Objectives of holding the World Parliamentarians
Parliamentary Support and achievements:
Since the occupation of Tibet by People’s Republic of China, a number of Parliamentarians have taken immense interest in and expressed sympathy for the cause of the Tibetan people. Particularly, following the brutal crackdown on the peaceful public demonstrations, which rocked the Tibetan capital Lhasa, leading to Martial Law in Tibet in the late 80’s, the interest and sympathies galvanized into active support with the formation of parliamentary groups for Tibet in many countries. The parliamentarians mobilized their actions for the cause of Tibet in their respective countries, which resulted in the introduction of bills and resolutions, organizing parliamentary hearings on Tibet and sensitizing the public to the issue of Tibet.
After His Holiness the Dalai Lama presented the Strasbourg Proposal in 1988 for a meaningful resolution to the Issue of Tibet, 69 parliamentarians from 25 countries met for the first time in New Delhi from 18 to 20 March 1994. Under the aegis of Mr. George Fernandes and Mr. Mohan Singh, the All Party Indian Parliamentary Forum for Tibet organized the World Parliamentarians’ Convention on Tibet (WPCT). The Convention adopted a ten-point action plan, which called on parliamentarians to prevail upon their governments on the issue of Tibet and the rights of its people, to form all party parliamentary groups for Tibet in their respective parliaments and to create an international network of parliamentarians to co-ordinate activities on the Tibetan Issue.
As offered by Dr. Laima Andrikiene, the Lithuanian Parliamentary Group for Tibet hosted the second WPCT in Vilnius, Lithuania from 26 to 28 May 1995, which was attended by 88 parliamentarians from 21 countries. The convention, while reaffirming its support for the New Delhi resolution called on governments to support the efforts of the Tibetan people and their legitimate representatives – His Holiness the Dalai Lama and the Tibetan Government in Exile – to restore the rights of the Tibetan people through a peaceful exercise of the right to self-determination. The convention resolved to initiate investigations, hearings and inquiries on the legitimacy of China’s claim that Tibet is a part of Peoples Republic of China, in every parliament represented at the convention, and to persuade members of other parliaments to do the same, as a prelude to according recognition to the Tibetan Government in Exile.
The third WPCT was hosted by the US House International Relations Committee and the Congress under the leadership of Senator Jesse Helms and Rep.
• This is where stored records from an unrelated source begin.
#[cfg(test)]
mod tests {
    use super::*;
    use lopdf::{dictionary, Stream};

    fn single_page(content: &[u8], resources: Dictionary) -> SourceDocument {
        let mut doc = Document::with_version("1.5");
        let pages_id = doc.new_object_id();
        let content_id = doc.add_object(Stream::new(Dictionary::new(), content.to_vec()));
        let resources_id = doc.add_object(resources);
        let page_id = doc.add_object(dictionary! {
            "Type" => "Page",
            "Parent" => pages_id,
            "MediaBox" => vec![0.into(), 0.into(), 612.into(), 792.into()],
            "Contents" => content_id,
            "Resources" => resources_id,
        });
        doc.objects.insert(
            pages_id,
            Object::Dictionary(dictionary! {
                "Type" => "Pages",
                "Kids" => vec![page_id.into()],
                "Count" => 1,
            }),
        );
        let catalog_id = doc.add_object(dictionary! {
            "Type" => "Catalog",
            "Pages" => pages_id,
        });
        doc.trailer.set("Root", catalog_id);
        SourceDocument::from_document(doc).unwrap()
    }

    fn helvetica_resources() -> Dictionary {
        dictionary! {
            "Font" => dictionary! {
                "F1" => dictionary! {
                    "Type" => "Font",
                    "Subtype" => "Type1",
                    "BaseFont" => "Helvetica",
                },
            },
        }
    }

    #[test]
    fn test_text_run_geometry() {
        let source = single_page(
            b"BT /F1 12 Tf 72 700 Td (Hi) Tj ET",
            helvetica_resources(),
        );
        let scene = interpret_page(&source, source.page(0).unwrap()).unwrap();
        let runs: Vec<_> = scene.glyph_runs().collect();
        assert_eq!(runs.len(), 1);
        let run = runs[0];
        assert_eq!(run.font_name, "Helvetica");
        assert_eq!(run.font_size, 12.0);
        assert_eq!(run.glyphs.len(), 2);
        // H is 722 units wide
        assert!((run.glyphs[1].x - 8.664).abs() < 1e-3);

        let rect = run.glyph_rect(&run.glyphs[0], &scene.page);
        assert!((rect.x0 - 72.0).abs() < 1e-3);
        assert!(rect.y0 < 92.0 && rect.y1 > 92.0);
    }

    #[test]
    fn test_tj_offsets_and_text_matrix_advance() {
        let source = single_page(
            b"BT /F1 10 Tf 0 0 Td [(A) -1000 (B)] TJ (C) Tj ET",
            helvetica_resources(),
        );
        let scene = interpret_page(&source, source.page(0).unwrap()).unwrap();
        let runs: Vec<_> = scene.glyph_runs().collect();
        assert_eq!(runs.len(), 2);
        // A (6.67) + 10pt adjustment
        assert!((runs[0].glyphs[1].x - 16.67).abs() < 1e-2);
        // Second run starts after A, the gap and B
        assert!((runs[1].matrix.e - 23.34).abs() < 1e-2);
    }

    #[test]
    fn test_paths_images_and_state_restore() {
        let mut resources = helvetica_resources();
        resources.set(
            "XObject",
            dictionary! {
                "Im1" => Stream::new(
                    dictionary! {
                        "Subtype" => "Image",
                        "Width" => 1,
                        "Height" => 1,
                        "ColorSpace" => "DeviceGray",
                        "BitsPerComponent" => 8,
                    },
                    vec![128],
                ),
            },
        );
        let source = single_page(
            b"q 1 0 0 rg 10 10 100 100 re f Q q 200 0 0 100 50 600 cm /Im1 Do Q 0 0 m 10 10 l S",
            resources,
        );
        let scene = interpret_page(&source, source.page(0).unwrap()).unwrap();
        assert_eq!(scene.items.len(), 3);

        let SceneItem::Path(fill) = &scene.items[0] else {
            panic!("expected path");
        };
        assert_eq!(fill.fill_color, [1.0, 0.0, 0.0]);
        let rects = fill.filled_rects(&scene.page);
        assert_eq!(rects.len(), 1);
        assert_eq!(rects[0].y0, 682.0);

        let SceneItem::Image(image) = &scene.items[1] else {
            panic!("expected image");
        };
        let rect = image.rect(&scene.page);
        assert_eq!((rect.x0, rect.y0, rect.x1, rect.y1), (50.0, 92.0, 250.0, 192.0));

        let SceneItem::Path(stroke) = &scene.items[2] else {
            panic!("expected path");
        };
        assert!(stroke.stroke && stroke.fill.is_none());
        assert_eq!(stroke.fill_color, [0.0, 0.0, 0.0]);
    }

    #[test]
    fn test_missing_font_falls_back() {
        let source = single_page(b"BT /F9 12 Tf (x) Tj ET", Dictionary::new());
        let scene = interpret_page(&source, source.page(0).unwrap()).unwrap();
        assert_eq!(scene.glyph_runs().next().unwrap().font_name, "Helvetica");
    }

    #[test]
    fn test_empty_content() {
        let source = single_page(b"", Dictionary::new());
        let scene = interpret_page(&source, source.page(0).unwrap()).unwrap();
        assert!(scene.items.is_empty());
        assert!(!scene.has_text());
    }
}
Benjamin A Gilman on April 23 and 24, 1997 in Washington DC. 63 members attended this convention from 27 countries. The convention supported the earnest negotiations without preconditions between the Tibetan Government in Exile and the People’s Republic of China. The convention reaffirmed its support to His Holiness the Dalai Lama’s repeated statement that despite the historical reality of Tibet’s sovereignty, he is prepared to hold negotiations on genuine self-government, the demilitarization and transformation of Tibet into a zone of Ahimsa (peace and nonviolence), without seeking independence.
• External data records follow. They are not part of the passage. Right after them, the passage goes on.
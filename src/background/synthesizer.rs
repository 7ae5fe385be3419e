use crate::config::BackgroundConfig;
use crate::geometry::{Point, Rect};
use crate::layout::text_block::most_frequent;
use crate::layout::{BlockId, TextBlock};
use crate::rendering::Raster;

/// A page raster with non-image text erased.
#[derive(Debug, Clone, PartialEq)]
pub struct Background {
    /// The edited raster
    pub raster: Raster,
    /// Fill color chosen for each erased block
    pub fills: Vec<(BlockId, [u8; 3])>,
}

impl Background {
    /// An untouched raster (nothing erased).
    pub fn untouched(raster: Raster) -> Self {
        Self {
            raster,
            fills: Vec::new(),
        }
    }

    /// Number of erased blocks.
    pub fn erased_count(&self) -> usize {
        self.fills.len()
    }
}

/// Probe centers just outside the four corners of `bbox`.
pub fn probe_points(bbox: &Rect, offset: f32) -> [Point; 4] {
    [
        Point::new(bbox.x0 - offset, bbox.y0 - offset),
        Point::new(bbox.x1 + offset, bbox.y0 - offset),
        Point::new(bbox.x0 - offset, bbox.y1 + offset),
        Point::new(bbox.x1 + offset, bbox.y1 + offset),
    ]
}

/// Sample the surrounding color of `bbox`.
///
/// Every probe reads a small patch on a coarse grid; the most frequent color
/// over all patches wins, ties going to the first color seen. Probes off the
/// page are skipped, and when none lands the fallback color is used.
pub fn sample_color(raster: &Raster, bbox: &Rect, config: &BackgroundConfig) -> [u8; 3] {
    let step = config.probe_step.max(0.1);
    let radius = config.probe_radius.max(0.0);
    let steps = (2.0 * radius / step).floor() as usize;

    let mut samples = Vec::new();
    for probe in probe_points(bbox, config.probe_offset) {
        for i in 0..=steps {
            for j in 0..=steps {
                let x = probe.x - radius + i as f32 * step;
                let y = probe.y - radius + j as f32 * step;
                if let Some(color) = raster.sample(x, y) {
                    samples.push(color);
                }
            }
        }
    }
    most_frequent(samples).unwrap_or(config.fallback_color)
}

/// Erase every block outside an image.
///
/// Colors are sampled from `pristine` so an earlier erasure never bleeds into
/// a later sample. In-image blocks keep their pixels even where an erased
/// box overlaps them.
pub fn synthesize(pristine: Raster, blocks: &[TextBlock], config: &BackgroundConfig) -> Background {
    let protected: Vec<Rect> = blocks.iter().filter(|b| b.is_in_image).map(|b| b.bbox).collect();
    let mut raster = pristine.clone();
    let mut fills = Vec::new();

    for block in blocks.iter().filter(|b| !b.is_in_image) {
        let color = sample_color(&pristine, &block.bbox, config);
        let area = block.bbox.inflate(config.erase_padding);
        let painted = raster.fill_rect(&area, color, &protected);
        log::trace!("Erased block {:?} with {:?} ({} px)", block.id, color, painted);
        fills.push((block.id, color));
    }

    Background { raster, fills }
}
//! Background synthesis.
//!
//! The original page is rasterized and the text of every block outside an
//! image is painted over with a color sampled from just outside the block.
//! The result replaces the page content, so images, vector art and fills
//! survive while the old text disappears.

mod synthesizer;

pub use synthesizer::{probe_points, sample_color, synthesize, Background};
The fourth WPCT was co-hosted by Scottish Parliament’s Cross Party Group on Tibet and UK All Party Parliamentary Group for Tibet from 18-19 November 2005 at Edinburgh, Scotland. 58 members of parliament attended this convention from 22 countries.
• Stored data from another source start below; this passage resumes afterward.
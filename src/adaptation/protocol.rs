//! Tagged-prompt protocol for plain completion services.
//!
//! Many texts travel in one request, each introduced by a `### TEXT N ###`
//! header (1-based). The answer is expected in the same format and is split
//! on those headers; items are matched by ordinal, not by position.

use super::{AdaptError, Adapter};
use lazy_static::lazy_static;
use regex::Regex;
use std::collections::BTreeMap;

lazy_static! {
    static ref RE_TEXT_HEADER: Regex = Regex::new(r"###\s*TEXT\s*(\d+)\s*###").unwrap();
}

/// A service that completes a single prompt.
pub trait Completion: Send + Sync {
    /// Complete `prompt`.
    fn complete(&self, prompt: &str) -> Result<String, AdaptError>;
}

impl<F> Completion for F
where
    F: Fn(&str) -> Result<String, AdaptError> + Send + Sync,
{
    fn complete(&self, prompt: &str) -> Result<String, AdaptError> {
        self(prompt)
    }
}

/// Build the combined request for `texts`.
///
/// # Examples
///
/// ```
/// use pdf_retext::adaptation::build_prompt;
///
/// let prompt = build_prompt(&["Hello".to_string(), "World".to_string()], "esl");
/// assert!(prompt.contains("### TEXT 1 ###\nHello"));
/// assert!(prompt.contains("### TEXT 2 ###\nWorld"));
/// ```
pub fn build_prompt(texts: &[String], profile: &str) -> String {
    let mut prompt = format!(
        "Adapt the following texts for {} readers. Keep the meaning intact. \
         Format your response using exactly '### TEXT N ###' before each adapted text \
         (where N is the text number).\n\n",
        profile
    );
    for (i, text) in texts.iter().enumerate() {
        prompt.push_str(&format!("### TEXT {} ###\n{}\n\n", i + 1, text));
    }
    prompt
}

/// Split a tagged answer into `(index, text)` pairs, 0-based, in index order.
///
/// Headers outside `1..=expected` are ignored; a repeated header keeps its
/// last body.
pub fn parse_response(response: &str, expected: usize) -> Vec<(usize, String)> {
    let headers: Vec<(usize, usize, Option<usize>)> = RE_TEXT_HEADER
        .captures_iter(response)
        .filter_map(|caps| {
            let whole = caps.get(0)?;
            let ordinal = caps.get(1).and_then(|m| m.as_str().parse::<usize>().ok());
            Some((whole.start(), whole.end(), ordinal))
        })
        .collect();

    let mut items = BTreeMap::new();
    for (i, &(_, body_start, ordinal)) in headers.iter().enumerate() {
        let body_end = headers.get(i + 1).map_or(response.len(), |next| next.0);
        let Some(n) = ordinal.filter(|n| (1..=expected).contains(n)) else {
            continue;
        };
        items.insert(n - 1, response[body_start..body_end].trim().to_string());
    }
    items.into_iter().collect()
}

/// An [`Adapter`] over a [`Completion`] service using the tagged protocol.
///
/// A single text is sent as is; several texts are combined. When the answer
/// misses an ordinal the returned list is short, which makes the coordinator
/// retry item by item.
#[derive(Debug, Clone)]
pub struct PromptAdapter<C> {
    completion: C,
}

impl<C: Completion> PromptAdapter<C> {
    /// Wrap a completion service.
    pub fn new(completion: C) -> Self {
        Self { completion }
    }
}

impl<C: Completion> Adapter for PromptAdapter<C> {
    fn adapt(&self, texts: &[String], profile: &str) -> Result<Vec<String>, AdaptError> {
        match texts {
            [] => Ok(Vec::new()),
            [single] => {
                let prompt = format!(
                    "Adapt the following text for {} readers. Keep the meaning intact. \
                     Answer with the adapted text only.\n\n{}",
                    profile, single
                );
                Ok(vec![self.completion.complete(&prompt)?.trim().to_string()])
            },
            _ => {
                let response = self.completion.complete(&build_prompt(texts, profile))?;
                let items = parse_response(&response, texts.len());
                if items.len() != texts.len() {
                    log::warn!("Tagged response has {} of {} items", items.len(), texts.len());
                }
                Ok(items.into_iter().map(|(_, text)| text).collect())
            },
        }
    }
}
- The convention called on the government of the PRC to demonstrate its sincerity and seriousness in finding a negotiated solution to the question of Tibet by arranging to meet with the Dalai Lama’s representatives much more frequently and to start engaging in substantive negotiations with them, without preconditions and without further delay.
- It urged the Chinese government to indicate commitment to the negotiation process by making visible improvements in its policies in Tibet, in particularly
- to take effective measures to ensure full respect for the human rights of the Tibetan people;
- to halt the implementation of the ‘Western Development’ program in Tibet until a proper and credible assessment has been made of its impact on the lives of the Tibetan people, their culture, language, spiritual traditions as well as natural environment to the satisfaction of the Tibetan people;
- to take immediate steps to halt the population transfer of Chinese into Tibet, which is transforming the indigenous population into a minority in their own land;
- to release the Panchen Lama, Gedhun Choekyi Nyima, and all the other Tibetan political prisoners unconditionally;
- to cease the virulent attacks on the Dalai Lama, which cast serious doubt on the sincerity of the Chinese government in negotiating with his representatives.
- Stressed the importance of worldwide parliamentary support for Tibet and decides to undertake activities to strengthen the role of parliaments and parliamentarians in this respect
Called on the EU to appoint a special representative for Tibet to promote, provide assistance for and to follow negotiations between the PRC and the Tibetans, in accordance with the express demands of the European Parliament.